Data to use:
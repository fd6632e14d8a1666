//! Test fixtures for common test scenarios.

use std::path::{Path, PathBuf};
use std::sync::Arc;

use tempfile::TempDir;

use crate::builder::BuildContext;
use crate::core::{Package, PackageMetadata};
use crate::resolver::PackageResolver;
use crate::sources::SourceTree;
use crate::test_support::MemoryImporter;

#[derive(Debug, Clone, Copy, PartialEq, Eq)]
enum FileKind {
    Source,
    Cgo,
    C,
    Header,
    Test,
    XTest,
}

/// Fixture for a single package.
#[derive(Debug, Clone)]
pub struct PackageFixture {
    import_path: String,
    name: String,
    standard: bool,
    files: Vec<(FileKind, String, String)>,
    imports: Vec<String>,
    test_imports: Vec<String>,
    xtest_imports: Vec<String>,
}

impl PackageFixture {
    /// Create a library fixture named after the last import path element.
    pub fn new(import_path: impl Into<String>) -> Self {
        let import_path = import_path.into();
        let name = import_path
            .rsplit('/')
            .next()
            .unwrap_or_default()
            .replace('-', "_");

        PackageFixture {
            import_path,
            name,
            standard: false,
            files: Vec::new(),
            imports: Vec::new(),
            test_imports: Vec::new(),
            xtest_imports: Vec::new(),
        }
    }

    /// Make this a command package.
    pub fn command(mut self) -> Self {
        self.name = "main".to_string();
        self
    }

    /// Mark as a standard library package.
    pub fn standard(mut self) -> Self {
        self.standard = true;
        self
    }

    pub fn import(mut self, path: &str) -> Self {
        self.imports.push(path.to_string());
        self
    }

    pub fn test_import(mut self, path: &str) -> Self {
        self.test_imports.push(path.to_string());
        self
    }

    pub fn xtest_import(mut self, path: &str) -> Self {
        self.xtest_imports.push(path.to_string());
        self
    }

    pub fn source(self, name: &str, content: &str) -> Self {
        self.file(FileKind::Source, name, content)
    }

    pub fn cgo_source(self, name: &str, content: &str) -> Self {
        self.file(FileKind::Cgo, name, content)
    }

    pub fn c_source(self, name: &str, content: &str) -> Self {
        self.file(FileKind::C, name, content)
    }

    pub fn header(self, name: &str, content: &str) -> Self {
        self.file(FileKind::Header, name, content)
    }

    pub fn test_source(self, name: &str, content: &str) -> Self {
        self.file(FileKind::Test, name, content)
    }

    pub fn xtest_source(self, name: &str, content: &str) -> Self {
        self.file(FileKind::XTest, name, content)
    }

    fn file(mut self, kind: FileKind, name: &str, content: &str) -> Self {
        self.files.push((kind, name.to_string(), content.to_string()));
        self
    }

    /// Metadata for a package living under `/src`; nothing is written.
    pub fn metadata(&self) -> PackageMetadata {
        self.metadata_in(Path::new("/src"))
    }

    fn metadata_in(&self, root: &Path) -> PackageMetadata {
        let mut meta = PackageMetadata {
            import_path: self.import_path.clone(),
            name: self.name.clone(),
            dir: root.join(&self.import_path),
            root: Some(root.to_path_buf()),
            standard: self.standard,
            imports: self.imports.clone(),
            test_imports: self.test_imports.clone(),
            xtest_imports: self.xtest_imports.clone(),
            ..Default::default()
        };

        for (kind, name, _) in &self.files {
            let list = match kind {
                FileKind::Source => &mut meta.files.sources,
                FileKind::Cgo => &mut meta.files.cgo_sources,
                FileKind::C => &mut meta.files.c_sources,
                FileKind::Header => &mut meta.files.headers,
                FileKind::Test => &mut meta.files.test_sources,
                FileKind::XTest => &mut meta.files.xtest_sources,
            };
            list.push(name.clone());
        }

        meta
    }

    /// Write the files under `root/<import path>` and return the metadata.
    pub fn write(&self, root: &Path) -> PackageMetadata {
        let meta = self.metadata_in(root);
        std::fs::create_dir_all(&meta.dir).unwrap();
        for (_, name, content) in &self.files {
            std::fs::write(meta.dir.join(name), content).unwrap();
        }
        meta
    }
}

/// A temporary source root backed by a [`MemoryImporter`].
pub struct Sandbox {
    tmp: TempDir,
    importer: Arc<MemoryImporter>,
}

impl Sandbox {
    pub fn new() -> Self {
        Sandbox {
            tmp: TempDir::new().unwrap(),
            importer: Arc::new(MemoryImporter::new()),
        }
    }

    /// The source root directory.
    pub fn root(&self) -> &Path {
        self.tmp.path()
    }

    /// The importer shared by every context built from this sandbox.
    pub fn importer(&self) -> &Arc<MemoryImporter> {
        &self.importer
    }

    /// Write a package and register it; returns its directory.
    pub fn add(&self, fixture: PackageFixture) -> PathBuf {
        let meta = fixture.write(self.root());
        let dir = meta.dir.clone();
        self.importer.add(meta);
        dir
    }

    /// Overwrite one file of an already-added package.
    pub fn write_file(&self, import_path: &str, name: &str, content: &str) {
        std::fs::write(self.root().join(import_path).join(name), content).unwrap();
    }

    /// A fresh resolution context over the sandbox.
    pub fn resolver(&self) -> PackageResolver {
        PackageResolver::new(self.importer.clone())
    }

    /// A fresh build context over the sandbox.
    pub fn context(&self) -> BuildContext {
        let mapper = Arc::new(SourceTree::new(vec![self.root().to_path_buf()]));
        BuildContext::new(self.resolver(), mapper)
    }

    /// Resolve a package in `ctx`, with test imports enabled.
    pub fn resolve(&self, ctx: &BuildContext, import_path: &str) -> Arc<Package> {
        ctx.resolver()
            .resolve(import_path, self.root(), true)
            .unwrap()
    }
}

impl Default for Sandbox {
    fn default() -> Self {
        Self::new()
    }
}
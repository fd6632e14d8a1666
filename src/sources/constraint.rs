//! Build constraints: which files of a package directory belong to the
//! package for the current target.
//!
//! A file is excluded when its name ends in a GOOS and/or GOARCH suffix
//! (`x_windows.go`, `x_arm64.s`, `x_linux_amd64.go`, before any `_test`)
//! that does not match the target, or when a `//go:build` line (or, if
//! there is none, the legacy `// +build` lines) in the file header
//! evaluates to false. The tag `ignore` is never satisfied, so
//! `//go:build ignore` always excludes a file.

use std::collections::BTreeSet;
use std::iter::Peekable;
use std::str::CharIndices;

use thiserror::Error;

const KNOWN_OS: &[&str] = &[
    "aix", "android", "darwin", "dragonfly", "freebsd", "hurd", "illumos", "ios", "js", "linux",
    "nacl", "netbsd", "openbsd", "plan9", "solaris", "wasip1", "windows", "zos",
];

const UNIX_OS: &[&str] = &[
    "aix", "android", "darwin", "dragonfly", "freebsd", "hurd", "illumos", "ios", "linux",
    "netbsd", "openbsd", "solaris",
];

const KNOWN_ARCH: &[&str] = &[
    "386", "amd64", "amd64p32", "arm", "armbe", "arm64", "arm64be", "loong64", "mips", "mipsle",
    "mips64", "mips64le", "mips64p32", "mips64p32le", "ppc", "ppc64", "ppc64le", "riscv",
    "riscv64", "s390", "s390x", "sparc", "sparc64", "wasm",
];

/// A malformed `//go:build` expression.
#[derive(Debug, Clone, PartialEq, Eq, Error)]
pub enum ConstraintError {
    #[error("unexpected `{0}` in build constraint")]
    Unexpected(String),

    #[error("unexpected end of build constraint")]
    UnexpectedEnd,
}

/// The target a package is loaded for: an OS, an architecture and the
/// extra tags that are considered set.
#[derive(Debug, Clone, PartialEq, Eq)]
pub struct BuildTags {
    goos: String,
    goarch: String,
    tags: BTreeSet<String>,
}

impl BuildTags {
    /// Tags for a GOOS/GOARCH pair, with the implied `unix`, `gc` and `cgo`.
    pub fn new(goos: impl Into<String>, goarch: impl Into<String>) -> Self {
        let goos = goos.into();
        let goarch = goarch.into();

        let mut tags = BTreeSet::new();
        tags.insert(goos.clone());
        tags.insert(goarch.clone());
        tags.insert("gc".to_string());
        tags.insert("cgo".to_string());
        if UNIX_OS.contains(&goos.as_str()) {
            tags.insert("unix".to_string());
        }
        // These report themselves as a more general OS as well.
        match goos.as_str() {
            "android" => tags.insert("linux".to_string()),
            "ios" => tags.insert("darwin".to_string()),
            "illumos" => tags.insert("solaris".to_string()),
            _ => false,
        };

        BuildTags { goos, goarch, tags }
    }

    /// Tags describing the machine zb runs on.
    pub fn host() -> Self {
        let goos = match std::env::consts::OS {
            "macos" => "darwin",
            other => other,
        };
        let goarch = match std::env::consts::ARCH {
            "x86_64" => "amd64",
            "x86" => "386",
            "aarch64" => "arm64",
            "loongarch64" => "loong64",
            "wasm32" => "wasm",
            "powerpc64" if cfg!(target_endian = "little") => "ppc64le",
            "powerpc64" => "ppc64",
            other => other,
        };
        BuildTags::new(goos, goarch)
    }

    /// Add custom tags, as with `-tags`.
    pub fn with_tags<I, S>(mut self, tags: I) -> Self
    where
        I: IntoIterator<Item = S>,
        S: Into<String>,
    {
        self.tags.extend(tags.into_iter().map(Into::into));
        self
    }

    pub fn goos(&self) -> &str {
        &self.goos
    }

    pub fn goarch(&self) -> &str {
        &self.goarch
    }

    /// Check if a single tag is set. Release tags (`go1.N`) always are.
    pub fn is_set(&self, tag: &str) -> bool {
        if let Some(minor) = tag.strip_prefix("go1.") {
            return !minor.is_empty() && minor.bytes().all(|b| b.is_ascii_digit());
        }
        self.tags.contains(tag)
    }

    /// Check a file name's GOOS/GOARCH suffix against the target.
    pub fn matches_file_name(&self, name: &str) -> bool {
        let stem = name.split('.').next().unwrap_or(name);
        let Some(at) = stem.find('_') else {
            return true;
        };
        let stem = &stem[at..];
        let stem = stem.strip_suffix("_test").unwrap_or(stem);

        let parts: Vec<&str> = stem.split('_').collect();
        let n = parts.len();

        if n >= 2 && KNOWN_OS.contains(&parts[n - 2]) && KNOWN_ARCH.contains(&parts[n - 1]) {
            return self.is_set(parts[n - 2]) && self.is_set(parts[n - 1]);
        }
        if n >= 1 && (KNOWN_OS.contains(&parts[n - 1]) || KNOWN_ARCH.contains(&parts[n - 1])) {
            return self.is_set(parts[n - 1]);
        }
        true
    }

    /// Evaluate the build constraints in a Go source file's header.
    pub fn matches_source(&self, src: &str) -> Result<bool, ConstraintError> {
        let mut plus_build = Vec::new();

        for line in header_comments(src) {
            if let Some(expr) = line.strip_prefix("//go:build") {
                if expr.is_empty() || expr.starts_with(char::is_whitespace) {
                    return self.eval(expr);
                }
            }
            if let Some(rest) = line.strip_prefix("//") {
                if let Some(options) = rest.trim_start().strip_prefix("+build") {
                    plus_build.push(options);
                }
            }
        }

        Ok(plus_build.into_iter().all(|line| self.eval_plus_build(line)))
    }

    /// Evaluate a `//go:build` expression.
    pub fn eval(&self, expr: &str) -> Result<bool, ConstraintError> {
        let mut parser = Parser {
            tags: self,
            chars: expr.char_indices().peekable(),
            src: expr,
        };
        let value = parser.or()?;
        match parser.token()? {
            None => Ok(value),
            Some(token) => Err(ConstraintError::Unexpected(token.to_string())),
        }
    }

    /// A `// +build` line: space-separated options are ORed, the
    /// comma-separated terms of an option are ANDed.
    fn eval_plus_build(&self, line: &str) -> bool {
        let mut options = line.split_whitespace().peekable();
        if options.peek().is_none() {
            return true;
        }
        options.any(|option| {
            option.split(',').all(|term| match term.strip_prefix('!') {
                Some(tag) => !tag.starts_with('!') && !self.is_set(tag),
                None => self.is_set(term),
            })
        })
    }
}

impl Default for BuildTags {
    fn default() -> Self {
        Self::host()
    }
}

/// The `//` comment lines before the package clause, trimmed.
fn header_comments(src: &str) -> impl Iterator<Item = &str> {
    let mut in_block = false;

    src.lines()
        .map(str::trim)
        .take_while(move |line| {
            if in_block {
                in_block = !line.contains("*/");
                return true;
            }
            if let Some(rest) = line.strip_prefix("/*") {
                in_block = !rest.contains("*/");
                return true;
            }
            line.is_empty() || line.starts_with("//")
        })
        .filter(|line| line.starts_with("//"))
}

struct Parser<'a> {
    tags: &'a BuildTags,
    chars: Peekable<CharIndices<'a>>,
    src: &'a str,
}

impl<'a> Parser<'a> {
    fn or(&mut self) -> Result<bool, ConstraintError> {
        let mut value = self.and()?;
        while self.eat("||")? {
            // Evaluate both sides so a malformed right operand is still an error.
            let rhs = self.and()?;
            value = value || rhs;
        }
        Ok(value)
    }

    fn and(&mut self) -> Result<bool, ConstraintError> {
        let mut value = self.not()?;
        while self.eat("&&")? {
            let rhs = self.not()?;
            value = value && rhs;
        }
        Ok(value)
    }

    fn not(&mut self) -> Result<bool, ConstraintError> {
        if self.eat("!")? {
            return Ok(!self.not()?);
        }
        self.atom()
    }

    fn atom(&mut self) -> Result<bool, ConstraintError> {
        match self.token()? {
            Some("(") => {
                let value = self.or()?;
                match self.token()? {
                    Some(")") => Ok(value),
                    Some(token) => Err(ConstraintError::Unexpected(token.to_string())),
                    None => Err(ConstraintError::UnexpectedEnd),
                }
            }
            Some(token) if is_tag(token) => Ok(self.tags.is_set(token)),
            Some(token) => Err(ConstraintError::Unexpected(token.to_string())),
            None => Err(ConstraintError::UnexpectedEnd),
        }
    }

    /// Consume the next token if it is `expected`.
    fn eat(&mut self, expected: &str) -> Result<bool, ConstraintError> {
        let saved = self.chars.clone();
        match self.token()? {
            Some(token) if token == expected => Ok(true),
            _ => {
                self.chars = saved;
                Ok(false)
            }
        }
    }

    fn token(&mut self) -> Result<Option<&'a str>, ConstraintError> {
        while self.chars.next_if(|(_, c)| c.is_whitespace()).is_some() {}

        let Some((start, c)) = self.chars.next() else {
            return Ok(None);
        };

        let end = match c {
            '(' | ')' | '!' => start + 1,
            '&' | '|' => match self.chars.next() {
                Some((_, next)) if next == c => start + 2,
                _ => return Err(ConstraintError::Unexpected(c.to_string())),
            },
            c if is_tag_char(c) => {
                let mut end = start + c.len_utf8();
                while let Some((at, next)) = self.chars.next_if(|(_, c)| is_tag_char(*c)) {
                    end = at + next.len_utf8();
                }
                end
            }
            c => return Err(ConstraintError::Unexpected(c.to_string())),
        };

        Ok(Some(&self.src[start..end]))
    }
}

fn is_tag_char(c: char) -> bool {
    c.is_ascii_alphanumeric() || c == '_' || c == '.'
}

fn is_tag(token: &str) -> bool {
    token.chars().all(is_tag_char)
}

Work order: Scan the listing for the string "Item", then copy every line where it appears.

Answer:
        I: IntoIterator<Item = S>,
fn header_comments(src: &str) -> impl Iterator<Item = &str> {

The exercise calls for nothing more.